» **Exercise prompt**
Check each line of the material below for "Work", then copy the ones that contain it.
════════════════
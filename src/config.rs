//! Importer configuration file support
//!
//! Handles parsing of `.ellie-importer.toml` configuration files and
//! environment variable overrides.

use serde::{Deserialize, Serialize};
use std::path::Path;

use crate::model::TableSelection;
use crate::models::DuplicatePolicy;

/// Default configuration filename
pub const CONFIG_FILENAME: &str = ".ellie-importer.toml";

/// Environment variable for the API subdomain slug
pub const ENV_SLUG: &str = "ELLIE_SLUG";

/// Environment variable for the API key
pub const ENV_API_KEY: &str = "ELLIE_API_KEY";

/// Environment variable for the duplicate handling policy
pub const ENV_DUPLICATE_HANDLING: &str = "ELLIE_DUPLICATE_HANDLING";

/// Default name for created models
pub const DEFAULT_MODEL_NAME: &str = "Sample Model Name";

/// Default progress status for created models
pub const DEFAULT_PROGRESS_STATUS: &str = "Work in Progress";

/// Error reading or writing configuration
#[derive(Debug, thiserror::Error)]
pub enum ConfigError {
    #[error("IO error: {0}")]
    IoError(String),
    #[error("Configuration error: {0}")]
    ParseError(String),
    #[error("Serialization error: {0}")]
    SerializationError(String),
}

pub type ConfigResult<T> = Result<T, ConfigError>;

/// Connection configuration section
#[derive(Debug, Clone, PartialEq, Serialize, Deserialize, Default)]
pub struct ConnectionSection {
    /// Subdomain of the modeling service (`https://{slug}.ellie.ai`)
    #[serde(default, skip_serializing_if = "Option::is_none")]
    pub slug: Option<String>,

    /// API key sent as the `token` query parameter
    #[serde(default, skip_serializing_if = "Option::is_none")]
    pub api_key: Option<String>,
}

/// Import configuration section
#[derive(Debug, Clone, PartialEq, Serialize, Deserialize)]
pub struct ImportSection {
    #[serde(default)]
    pub duplicate_handling: DuplicatePolicy,

    /// Include every constraint flag and descriptions in DOT diagrams
    #[serde(default)]
    pub full_metadata: bool,

    /// Entities to export; absent means all
    #[serde(default, skip_serializing_if = "Option::is_none")]
    pub tables: Option<Vec<String>>,

    #[serde(default = "default_model_name")]
    pub model_name: String,

    #[serde(default = "default_progress_status")]
    pub progress_status: String,

    /// Target folder name for `publish`
    #[serde(default, skip_serializing_if = "Option::is_none")]
    pub folder: Option<String>,
}

fn default_model_name() -> String {
    DEFAULT_MODEL_NAME.to_string()
}

fn default_progress_status() -> String {
    DEFAULT_PROGRESS_STATUS.to_string()
}

impl Default for ImportSection {
    fn default() -> Self {
        Self {
            duplicate_handling: DuplicatePolicy::default(),
            full_metadata: false,
            tables: None,
            model_name: default_model_name(),
            progress_status: default_progress_status(),
            folder: None,
        }
    }
}

impl ImportSection {
    pub fn selection(&self) -> TableSelection {
        TableSelection::from_option(self.tables.clone())
    }
}

/// Main configuration structure
///
/// Represents the `.ellie-importer.toml` configuration file format.
#[derive(Debug, Clone, PartialEq, Serialize, Deserialize, Default)]
pub struct ImporterConfig {
    #[serde(default)]
    pub connection: ConnectionSection,

    #[serde(default)]
    pub import: ImportSection,
}

impl ImporterConfig {
    /// Create a new default configuration
    pub fn new() -> Self {
        Self::default()
    }

    /// Load configuration from a directory
    ///
    /// Looks for `.ellie-importer.toml` in the directory.
    /// Falls back to defaults if not found.
    pub fn load(dir: &Path) -> ConfigResult<Self> {
        let mut config = Self::load_file(dir)?;
        config.apply_env_overrides();
        Ok(config)
    }

    /// Load configuration from a directory without environment overrides
    pub fn load_file(dir: &Path) -> ConfigResult<Self> {
        let config_path = dir.join(CONFIG_FILENAME);
        if !config_path.exists() {
            return Ok(Self::default());
        }

        let content = std::fs::read_to_string(&config_path)
            .map_err(|e| ConfigError::IoError(format!("Failed to read config: {}", e)))?;
        Self::parse(&content)
    }

    /// Parse configuration from TOML string
    pub fn parse(content: &str) -> ConfigResult<Self> {
        toml::from_str(content)
            .map_err(|e| ConfigError::ParseError(format!("Failed to parse config: {}", e)))
    }

    /// Save configuration to a directory
    pub fn save(&self, dir: &Path) -> ConfigResult<()> {
        let content = self.to_toml()?;
        std::fs::write(dir.join(CONFIG_FILENAME), content)
            .map_err(|e| ConfigError::IoError(format!("Failed to write config: {}", e)))
    }

    /// Convert configuration to TOML string
    pub fn to_toml(&self) -> ConfigResult<String> {
        toml::to_string_pretty(self).map_err(|e| {
            ConfigError::SerializationError(format!("Failed to serialize config: {}", e))
        })
    }

    /// Apply environment variable overrides
    pub fn apply_env_overrides(&mut self) {
        self.apply_overrides(|key| std::env::var(key).ok());
    }

    /// Apply overrides read through `lookup`
    pub fn apply_overrides<F>(&mut self, lookup: F)
    where
        F: Fn(&str) -> Option<String>,
    {
        if let Some(slug) = lookup(ENV_SLUG) {
            self.connection.slug = Some(slug);
        }

        if let Some(key) = lookup(ENV_API_KEY) {
            self.connection.api_key = Some(key);
        }

        // Unknown policy names leave the file value in place
        if let Some(policy) = lookup(ENV_DUPLICATE_HANDLING)
            && let Ok(policy) = policy.parse()
        {
            self.import.duplicate_handling = policy;
        }
    }

    /// Check if configuration exists in a directory
    pub fn exists(dir: &Path) -> bool {
        dir.join(CONFIG_FILENAME).exists()
    }
}

/// Generate a sample configuration file content
pub fn sample_config() -> &'static str {
    r#"# Ellie Importer Configuration

[connection]
# Subdomain of your Ellie instance (https://<slug>.ellie.ai)
# slug = "acme"
# api_key = "..."

[import]
# "ignore-duplicates", "add-postfix" (default) or "combine-attributes"
duplicate_handling = "add-postfix"

# Show every constraint flag and descriptions in DOT diagrams
full_metadata = false

# Entities to export (all when omitted)
# tables = ["Orders", "Customers"]

model_name = "Sample Model Name"

# "Work in Progress", "Waiting for Approval", "Approved" or "In Production"
progress_status = "Work in Progress"

# Folder to publish into
# folder = "Sales"
"#
}
//! HTTP client for the Ellie REST API

use super::ApiError;
use crate::export::ellie::CreateModelRequest;
use crate::import::odcs_shared::{first_present_string, scalar_to_string};
use reqwest::StatusCode;
use serde::{Deserialize, Serialize};
use serde_json::Value as JsonValue;
use tracing::{info, warn};

/// Host used when no subdomain slug is configured
pub const DEFAULT_BASE_URL: &str = "https://ellie.ai";

/// `https://{slug}.ellie.ai`, or the default host for an empty or missing slug
pub fn base_url(slug: Option<&str>) -> String {
    match slug.map(str::trim) {
        Some(slug) if !slug.is_empty() => format!("https://{}.ellie.ai", slug),
        _ => DEFAULT_BASE_URL.to_string(),
    }
}

/// Folder available for new models
#[derive(Debug, Clone, PartialEq, Serialize, Deserialize)]
pub struct Folder {
    pub name: String,
    /// Folder identifier, passed back verbatim as `folderId`
    pub id: JsonValue,
}

/// Outcome of a successful model creation
#[derive(Debug, Clone, PartialEq, Serialize, Deserialize)]
#[serde(rename_all = "camelCase")]
pub struct CreatedModel {
    pub model_id: Option<JsonValue>,
}

/// Extract folders from a folder listing body.
///
/// Accepts `{"folders": [...]}` or a bare array. Each entry may spell its name
/// `name` or `folderName` and its identifier `folderId` or `id`; entries missing
/// either are skipped. A repeated name keeps its first position and its last id.
pub fn parse_folders(body: &JsonValue) -> Vec<Folder> {
    let entries = match body {
        JsonValue::Array(items) => items.as_slice(),
        JsonValue::Object(obj) => obj
            .get("folders")
            .and_then(|v| v.as_array())
            .map(Vec::as_slice)
            .unwrap_or(&[]),
        _ => &[],
    };

    let mut folders: Vec<Folder> = Vec::new();
    for obj in entries.iter().filter_map(|e| e.as_object()) {
        let Some(name) = first_present_string(obj, &["name", "folderName"]) else {
            continue;
        };
        let id = if obj.contains_key("folderId") {
            obj.get("folderId")
        } else {
            obj.get("id")
        };
        let Some(id) = id.filter(|v| !v.is_null()).cloned() else {
            continue;
        };

        match folders.iter_mut().find(|f| f.name == name) {
            Some(existing) => existing.id = id,
            None => folders.push(Folder { name, id }),
        }
    }
    folders
}

/// Read `modelId` from a creation response body
pub fn parse_created_model(body: &JsonValue) -> CreatedModel {
    CreatedModel {
        model_id: body.get("modelId").filter(|v| !v.is_null()).cloned(),
    }
}

/// Blocking Ellie API client
#[derive(Debug, Clone)]
pub struct EllieClient {
    base_url: String,
    api_key: String,
    http: reqwest::blocking::Client,
}

impl EllieClient {
    /// Client for `https://{slug}.ellie.ai` (or the default host)
    pub fn new(slug: Option<&str>, api_key: impl Into<String>) -> Self {
        Self::with_base_url(base_url(slug), api_key)
    }

    /// Client for an explicit base URL
    pub fn with_base_url(base_url: impl Into<String>, api_key: impl Into<String>) -> Self {
        Self {
            base_url: base_url.into().trim_end_matches('/').to_string(),
            api_key: api_key.into(),
            http: reqwest::blocking::Client::new(),
        }
    }

    pub fn base_url(&self) -> &str {
        &self.base_url
    }

    pub fn folders_url(&self) -> String {
        self.endpoint("folders")
    }

    pub fn models_url(&self) -> String {
        self.endpoint("models")
    }

    fn endpoint(&self, resource: &str) -> String {
        format!(
            "{}/api/v1/{}?token={}",
            self.base_url,
            resource,
            urlencoding::encode(&self.api_key)
        )
    }

    /// List folders; any non-success status is a connection failure
    pub fn list_folders(&self) -> Result<Vec<Folder>, ApiError> {
        let response = self.http.get(self.folders_url()).send()?;
        let status = response.status();
        if !status.is_success() {
            warn!("Folder listing failed with status {}", status);
            return Err(ApiError::ConnectionFailed {
                status: status.as_u16(),
            });
        }

        let body: JsonValue = response
            .json()
            .map_err(|e| ApiError::InvalidResponse(e.to_string()))?;
        let folders = parse_folders(&body);
        info!("Connected to {}: {} folders", self.base_url, folders.len());
        Ok(folders)
    }

    /// Create a model; only `201 Created` counts as success
    pub fn create_model(&self, request: &CreateModelRequest) -> Result<CreatedModel, ApiError> {
        let response = self.http.post(self.models_url()).json(request).send()?;
        let status = response.status();
        let text = response.text()?;

        if status != StatusCode::CREATED {
            warn!("Model creation failed with status {}", status);
            return Err(ApiError::SubmissionFailed {
                status: status.as_u16(),
                body: text,
            });
        }

        let body: JsonValue =
            serde_json::from_str(&text).map_err(|e| ApiError::InvalidResponse(e.to_string()))?;
        let created = parse_created_model(&body);
        info!(
            "Created model {} with ID {}",
            request.model.name,
            created
                .model_id
                .as_ref()
                .and_then(scalar_to_string)
                .unwrap_or_default()
        );
        Ok(created)
    }
}
//! Relationship validation functionality
//!
//! Lists the relationship declarations that the payload will not contain:
//! declarations whose endpoint entities are not exported, and declarations
//! with a cardinality the modeling service does not support. Neither is an
//! error for the transformation itself.

use crate::model::{RelationshipExtractor, ResolvedModel, TableSelection};
use crate::models::{EndpointCardinality, RelationshipDeclaration};
use serde::{Deserialize, Serialize};
use std::collections::HashSet;

/// Result of relationship validation.
#[derive(Debug, Serialize, Deserialize)]
#[must_use = "validation results should be checked for dropped relationships"]
pub struct RelationshipValidationResult {
    /// Declarations referencing an entity that is not exported
    pub dangling: Vec<DanglingRelationship>,
    /// Declarations kept in diagrams but dropped from the payload
    pub unsupported: Vec<UnsupportedRelationship>,
}

impl RelationshipValidationResult {
    pub fn is_clean(&self) -> bool {
        self.dangling.is_empty() && self.unsupported.is_empty()
    }
}

/// Declaration with a missing endpoint entity
#[derive(Debug, Clone, PartialEq, Serialize, Deserialize)]
pub struct DanglingRelationship {
    pub from: String,
    pub to: String,
    /// Endpoint entity names that are not exported
    pub missing_entities: Vec<String>,
}

/// Declaration whose cardinality is neither one-to-one nor one-to-many
#[derive(Debug, Clone, PartialEq, Serialize, Deserialize)]
pub struct UnsupportedRelationship {
    pub from: String,
    pub to: String,
    pub cardinality_from: EndpointCardinality,
    pub cardinality_to: EndpointCardinality,
}

/// Relationship validator
#[derive(Default)]
pub struct RelationshipValidator;

impl RelationshipValidator {
    /// Create a new relationship validator
    pub fn new() -> Self {
        Self
    }

    /// Check every source declaration against the selected entities
    pub fn validate(
        &self,
        model: &ResolvedModel,
        selection: &TableSelection,
    ) -> RelationshipValidationResult {
        let selected = model.selected_entities(selection);
        let available: HashSet<&str> = selected.iter().map(|e| e.name.as_str()).collect();
        let declarations = RelationshipExtractor::new().declarations(&model.source);

        let mut result = RelationshipValidationResult {
            dangling: Vec::new(),
            unsupported: Vec::new(),
        };
        for declaration in &declarations {
            let missing = missing_entities(declaration, &available);
            if !missing.is_empty() {
                result.dangling.push(DanglingRelationship {
                    from: declaration.from.clone(),
                    to: declaration.to.clone(),
                    missing_entities: missing,
                });
            } else if !declaration.cardinality().is_supported() {
                result.unsupported.push(UnsupportedRelationship {
                    from: declaration.from.clone(),
                    to: declaration.to.clone(),
                    cardinality_from: declaration.cardinality_from.clone(),
                    cardinality_to: declaration.cardinality_to.clone(),
                });
            }
        }
        result
    }
}

fn missing_entities(
    declaration: &RelationshipDeclaration,
    available: &HashSet<&str>,
) -> Vec<String> {
    let mut missing = Vec::new();
    for endpoint in [declaration.source(), declaration.target()] {
        if !available.contains(endpoint.entity.as_str()) && !missing.contains(&endpoint.entity) {
            missing.push(endpoint.entity);
        }
    }
    missing
}

#[cfg(test)]
mod tests {
    use super::*;
    use crate::model::ModelLoader;

    const YAML: &str = r#"
schema:
  - name: Orders
    customProperties:
      - property: logicalRelationships
        value:
          - from: (Orders.customer_id)
            to: (Customers.id)
            cardinalityFrom: zeroOrMany
            cardinalityTo: one
          - from: (Orders.id)
            to: (Products.id)
            cardinalityFrom: zeroOrMany
            cardinalityTo: zeroOrMany
          - from: (Orders.id)
            to: (Ghost.id)
            cardinalityFrom: one
            cardinalityTo: one
  - name: Customers
  - name: Products
"#;

    #[test]
    fn test_reports_dangling_and_unsupported() {
        let model = ModelLoader::default().load(YAML).unwrap();
        let result = RelationshipValidator::new().validate(&model, &TableSelection::All);

        assert_eq!(result.dangling.len(), 1);
        assert_eq!(result.dangling[0].missing_entities, vec!["Ghost"]);
        assert_eq!(result.unsupported.len(), 1);
        assert_eq!(result.unsupported[0].to, "(Products.id)");
        assert!(!result.is_clean());
    }

    #[test]
    fn test_selection_makes_relationships_dangling() {
        let model = ModelLoader::default().load(YAML).unwrap();
        let result =
            RelationshipValidator::new().validate(&model, &TableSelection::only(["Orders"]));

        assert_eq!(result.dangling.len(), 3);
        assert!(result.unsupported.is_empty());
    }
}
#[derive(Default)]
struct Registry {
    entries: HashMap<Signal, SignalEntry>,
    dispatcher_started: bool,
}

static REGISTRY: Lazy<Mutex<Registry>> = Lazy::new(|| Mutex::new(Registry::default()));

/// Write end of the self-pipe, -1 until the dispatcher thread is running
static WAKE_WRITE_FD: AtomicI32 = AtomicI32::new(-1);

const MAX_SIGNAL: usize = 65;
#[allow(clippy::declare_interior_mutable_const)]
const NOT_CAUGHT: AtomicBool = AtomicBool::new(false);
static PEEK_CAUGHT: [AtomicBool; MAX_SIGNAL] = [NOT_CAUGHT; MAX_SIGNAL];

fn lock_registry() -> MutexGuard<'static, Registry> {
    // A panicking callback must not wedge signal handling for the whole process.
    REGISTRY.lock().unwrap_or_else(|poisoned| poisoned.into_inner())
}

extern "C" fn trampoline(signo: libc::c_int) {
    let saved_errno = unsafe { *libc::__errno_location() };
    let fd = WAKE_WRITE_FD.load(Ordering::Relaxed);
    if fd >= 0 {
        let byte = signo as u8;
        unsafe {
            libc::write(fd, &byte as *const u8 as *const libc::c_void, 1);
        }
    }
    unsafe {
        *libc::__errno_location() = saved_errno;
    }
}

extern "C" fn peek_catcher(signo: libc::c_int) {
    if let Some(flag) = PEEK_CAUGHT.get(signo as usize) {
        flag.store(true, Ordering::SeqCst);
    }
}

fn trampoline_action() -> SigAction {
    SigAction::new(
        SigHandler::Handler(trampoline),
        SaFlags::SA_RESTART,
        SigSet::empty(),
    )
}

fn install(sig: Signal, action: &SigAction) -> Result<SigAction> {
    // SAFETY: both handlers we install are async-signal-safe; restoring a
    // previously returned SigAction reinstates whatever was there before.
    unsafe { signal::sigaction(sig, action) }
        .map_err(|e| SandboxError::Process(format!("sigaction({}) failed: {}", sig, e)))
}

fn ensure_dispatcher(registry: &mut Registry) -> Result<()> {
    if registry.dispatcher_started {
        return Ok(());
    }

    let mut fds = [0 as libc::c_int; 2];
    if unsafe { libc::pipe2(fds.as_mut_ptr(), libc::O_CLOEXEC) } != 0 {
        return Err(SandboxError::Process(format!(
            "pipe2(signal dispatch) failed: {}",
            std::io::Error::last_os_error()
        )));
    }
    let (read_fd, write_fd) = (fds[0], fds[1]);
    // A full pipe must never block the trampoline.
    unsafe {
        let flags = libc::fcntl(write_fd, libc::F_GETFL);
        libc::fcntl(write_fd, libc::F_SETFL, flags | libc::O_NONBLOCK);
    }

    std::thread::Builder::new()
        .name("signal-dispatch".to_string())
        .spawn(move || dispatch_loop(read_fd))
        .map_err(|e| SandboxError::Process(format!("spawn(signal dispatcher): {}", e)))?;

    WAKE_WRITE_FD.store(write_fd, Ordering::SeqCst);
    registry.dispatcher_started = true;
    Ok(())
}

fn dispatch_loop(read_fd: libc::c_int) {
    let mut byte = 0u8;
    loop {
        let n = unsafe { libc::read(read_fd, &mut byte as *mut u8 as *mut libc::c_void, 1) };
        if n == 1 {
            match Signal::try_from(byte as i32) {
                Ok(sig) => dispatch(sig),
                Err(_) => warn!("Signal dispatcher woke up for unknown signal {}", byte),
            }
            continue;
        }
        if n < 0 && std::io::Error::last_os_error().raw_os_error() == Some(libc::EINTR) {
            continue;
        }
        warn!("Signal dispatcher pipe closed; signal callbacks disabled");
        return;
    }
}

fn dispatch(sig: Signal) {
    let callbacks = {
        let registry = lock_registry();
        match registry.entries.get(&sig) {
            Some(entry) => entry.ordered_callbacks(),
            None => Vec::new(),
        }
    };
    if callbacks.is_empty() {
        debug!("Dropping queued {}: no callbacks registered any more", sig);
        return;
    }
    debug!("Dispatching {} to {} callback(s)", sig, callbacks.len());
    for cb in callbacks {
        cb(sig);
    }
}
//! Advisory locks on disk backing files.
//!
//! A guest holds its locks through descriptors inherited across exec, so the
//! kernel drops them when the guest exits however it exits. There is no
//! explicit unlock path.
use crate::config::types::{LockMode, Result, SandboxError};
use crate::utils::fd_closure::set_cloexec;
use std::fs::File;
use std::os::unix::io::{AsRawFd, IntoRawFd, RawFd};
use std::path::Path;

fn open_for_lock(path: &Path) -> Result<File> {
    File::open(path)
        .map_err(|e| SandboxError::Lock(format!("Failed to open {}: {}", path.display(), e)))
}

/// Open `path` read-only and block until the lock is granted
pub fn lock_path(path: &Path, mode: LockMode) -> Result<File> {
    let file = open_for_lock(path)?;
    loop {
        // SAFETY: plain flock(2) on a descriptor we own.
        if unsafe { libc::flock(file.as_raw_fd(), mode.as_flock_op()) } == 0 {
            return Ok(file);
        }
        let err = std::io::Error::last_os_error();
        if err.raw_os_error() == Some(libc::EINTR) {
            continue;
        }
        return Err(SandboxError::Lock(format!(
            "flock({}, {:?}) failed: {}",
            path.display(),
            mode,
            err
        )));
    }
}

/// Non-blocking variant: `Ok(None)` when a conflicting lock is held elsewhere
pub fn try_lock_path(path: &Path, mode: LockMode) -> Result<Option<File>> {
    let file = open_for_lock(path)?;
    // SAFETY: plain flock(2) on a descriptor we own.
    if unsafe { libc::flock(file.as_raw_fd(), mode.as_flock_op() | libc::LOCK_NB) } == 0 {
        return Ok(Some(file));
    }
    let err = std::io::Error::last_os_error();
    if err.raw_os_error() == Some(libc::EWOULDBLOCK) {
        return Ok(None);
    }
    Err(SandboxError::Lock(format!(
        "flock({}, {:?}) failed: {}",
        path.display(),
        mode,
        err
    )))
}

/// Whether some process currently holds a lock on `path` that conflicts with
/// an exclusive request. This is how outside tooling asks "is this image in
/// use by a guest right now".
pub fn is_in_use(path: &Path) -> Result<bool> {
    Ok(try_lock_path(path, LockMode::Exclusive)?.is_none())
}

/// Clear close-on-exec and give up ownership so the descriptor (and its lock)
/// survives the coming exec. Returns the leaked descriptor number.
pub fn inherit_across_exec(file: File) -> Result<RawFd> {
    set_cloexec(file.as_raw_fd(), false).map_err(|e| {
        SandboxError::Lock(format!("Failed to clear FD_CLOEXEC on lock fd: {}", e))
    })?;
    Ok(file.into_raw_fd())
}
════════════════
» **Answer area**
pub const DEFAULT_PROGRESS_STATUS: &str = "Work in Progress";
# "Work in Progress", "Waiting for Approval", "Approved" or "In Production"
progress_status = "Work in Progress"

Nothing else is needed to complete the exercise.